> _PROBLEM DETAILS_
In the listing that follows, the range to quote begins at the line that has "Black's back rank)" and ends after the line that has "pub fn all()"; quote it verbatim and add nothing.

> _EXERCISE MATERIALS_

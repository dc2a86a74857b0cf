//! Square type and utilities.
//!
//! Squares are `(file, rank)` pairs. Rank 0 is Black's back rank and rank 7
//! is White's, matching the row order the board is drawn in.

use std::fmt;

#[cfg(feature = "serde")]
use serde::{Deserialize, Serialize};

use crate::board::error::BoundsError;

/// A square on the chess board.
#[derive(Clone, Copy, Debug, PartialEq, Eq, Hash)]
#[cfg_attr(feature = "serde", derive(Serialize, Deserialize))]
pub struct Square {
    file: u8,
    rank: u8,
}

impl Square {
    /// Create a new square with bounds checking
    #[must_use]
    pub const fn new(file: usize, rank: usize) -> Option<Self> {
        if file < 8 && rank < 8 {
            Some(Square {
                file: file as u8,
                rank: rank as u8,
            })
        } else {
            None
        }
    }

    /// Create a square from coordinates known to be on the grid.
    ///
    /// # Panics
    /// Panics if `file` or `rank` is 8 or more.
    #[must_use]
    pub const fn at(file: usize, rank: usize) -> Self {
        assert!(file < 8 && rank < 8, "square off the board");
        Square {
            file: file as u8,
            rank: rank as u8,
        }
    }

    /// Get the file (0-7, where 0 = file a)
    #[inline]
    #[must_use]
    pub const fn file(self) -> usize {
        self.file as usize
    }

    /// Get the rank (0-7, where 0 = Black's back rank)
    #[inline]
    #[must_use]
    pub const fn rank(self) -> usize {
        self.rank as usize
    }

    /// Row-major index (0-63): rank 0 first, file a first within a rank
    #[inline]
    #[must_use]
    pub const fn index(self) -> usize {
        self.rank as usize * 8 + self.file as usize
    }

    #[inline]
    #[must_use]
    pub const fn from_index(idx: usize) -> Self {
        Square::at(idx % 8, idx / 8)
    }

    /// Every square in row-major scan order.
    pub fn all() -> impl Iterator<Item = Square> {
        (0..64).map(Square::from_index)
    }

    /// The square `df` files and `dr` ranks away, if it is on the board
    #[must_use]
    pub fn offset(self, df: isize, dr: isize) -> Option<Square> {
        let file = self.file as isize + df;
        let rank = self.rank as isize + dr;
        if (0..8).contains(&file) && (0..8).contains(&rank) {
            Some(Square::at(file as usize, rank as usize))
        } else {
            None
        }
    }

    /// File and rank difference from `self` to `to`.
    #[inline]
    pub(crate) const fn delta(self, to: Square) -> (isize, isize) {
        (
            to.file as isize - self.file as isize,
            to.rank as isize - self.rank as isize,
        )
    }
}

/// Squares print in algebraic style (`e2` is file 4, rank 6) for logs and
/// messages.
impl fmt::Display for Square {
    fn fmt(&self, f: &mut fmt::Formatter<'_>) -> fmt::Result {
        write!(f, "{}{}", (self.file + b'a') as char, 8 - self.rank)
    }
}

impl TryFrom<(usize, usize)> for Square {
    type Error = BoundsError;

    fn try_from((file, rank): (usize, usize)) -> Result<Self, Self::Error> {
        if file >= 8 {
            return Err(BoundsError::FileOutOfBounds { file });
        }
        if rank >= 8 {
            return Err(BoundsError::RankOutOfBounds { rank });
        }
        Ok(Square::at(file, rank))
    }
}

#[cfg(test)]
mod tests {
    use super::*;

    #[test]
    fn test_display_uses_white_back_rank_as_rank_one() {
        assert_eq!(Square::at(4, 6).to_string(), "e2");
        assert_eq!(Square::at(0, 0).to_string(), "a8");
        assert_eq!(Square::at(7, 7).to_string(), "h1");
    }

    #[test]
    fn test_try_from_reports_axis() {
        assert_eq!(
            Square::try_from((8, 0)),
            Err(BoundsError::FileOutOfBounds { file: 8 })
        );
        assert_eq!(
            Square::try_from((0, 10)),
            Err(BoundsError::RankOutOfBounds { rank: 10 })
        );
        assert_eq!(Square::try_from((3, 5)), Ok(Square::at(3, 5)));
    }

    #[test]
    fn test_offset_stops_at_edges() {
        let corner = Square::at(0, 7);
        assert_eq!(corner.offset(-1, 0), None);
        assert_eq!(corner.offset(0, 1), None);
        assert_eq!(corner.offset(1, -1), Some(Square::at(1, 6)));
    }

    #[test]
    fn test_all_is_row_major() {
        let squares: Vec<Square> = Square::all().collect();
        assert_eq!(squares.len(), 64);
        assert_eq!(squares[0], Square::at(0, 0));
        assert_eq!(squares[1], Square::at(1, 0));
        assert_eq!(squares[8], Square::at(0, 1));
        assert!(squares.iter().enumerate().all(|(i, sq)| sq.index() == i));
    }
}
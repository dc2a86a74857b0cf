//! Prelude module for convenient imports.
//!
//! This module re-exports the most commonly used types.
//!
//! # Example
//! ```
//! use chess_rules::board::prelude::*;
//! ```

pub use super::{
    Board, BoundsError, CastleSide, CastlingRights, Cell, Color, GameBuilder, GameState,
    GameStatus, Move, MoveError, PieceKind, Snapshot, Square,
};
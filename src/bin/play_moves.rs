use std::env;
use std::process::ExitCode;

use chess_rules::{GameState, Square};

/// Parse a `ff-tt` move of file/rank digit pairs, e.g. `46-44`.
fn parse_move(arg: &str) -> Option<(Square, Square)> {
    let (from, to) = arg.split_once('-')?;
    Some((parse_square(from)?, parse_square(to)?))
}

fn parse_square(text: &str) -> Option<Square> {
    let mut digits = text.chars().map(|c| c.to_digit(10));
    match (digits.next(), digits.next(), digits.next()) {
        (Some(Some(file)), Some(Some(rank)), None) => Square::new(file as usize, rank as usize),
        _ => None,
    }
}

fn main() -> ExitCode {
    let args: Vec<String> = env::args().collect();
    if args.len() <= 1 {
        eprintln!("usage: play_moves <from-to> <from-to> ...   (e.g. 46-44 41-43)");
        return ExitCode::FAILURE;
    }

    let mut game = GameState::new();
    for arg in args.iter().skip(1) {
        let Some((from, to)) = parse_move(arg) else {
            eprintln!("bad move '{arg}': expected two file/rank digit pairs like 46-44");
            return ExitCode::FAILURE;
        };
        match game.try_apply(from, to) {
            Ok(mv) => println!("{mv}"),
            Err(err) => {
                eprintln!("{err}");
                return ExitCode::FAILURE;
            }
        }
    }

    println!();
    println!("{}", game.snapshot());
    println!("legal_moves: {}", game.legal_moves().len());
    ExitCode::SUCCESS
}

> _RESULT_
    /// Get the rank (0-7, where 0 = Black's back rank)
    #[inline]
    #[must_use]
    pub const fn rank(self) -> usize {
        self.rank as usize
    }

    /// Row-major index (0-63): rank 0 first, file a first within a rank
    #[inline]
    #[must_use]
    pub const fn index(self) -> usize {
        self.rank as usize * 8 + self.file as usize
    }

    #[inline]
    #[must_use]
    pub const fn from_index(idx: usize) -> Self {
        Square::at(idx % 8, idx / 8)
    }

    /// Every square in row-major scan order.
    pub fn all() -> impl Iterator<Item = Square> {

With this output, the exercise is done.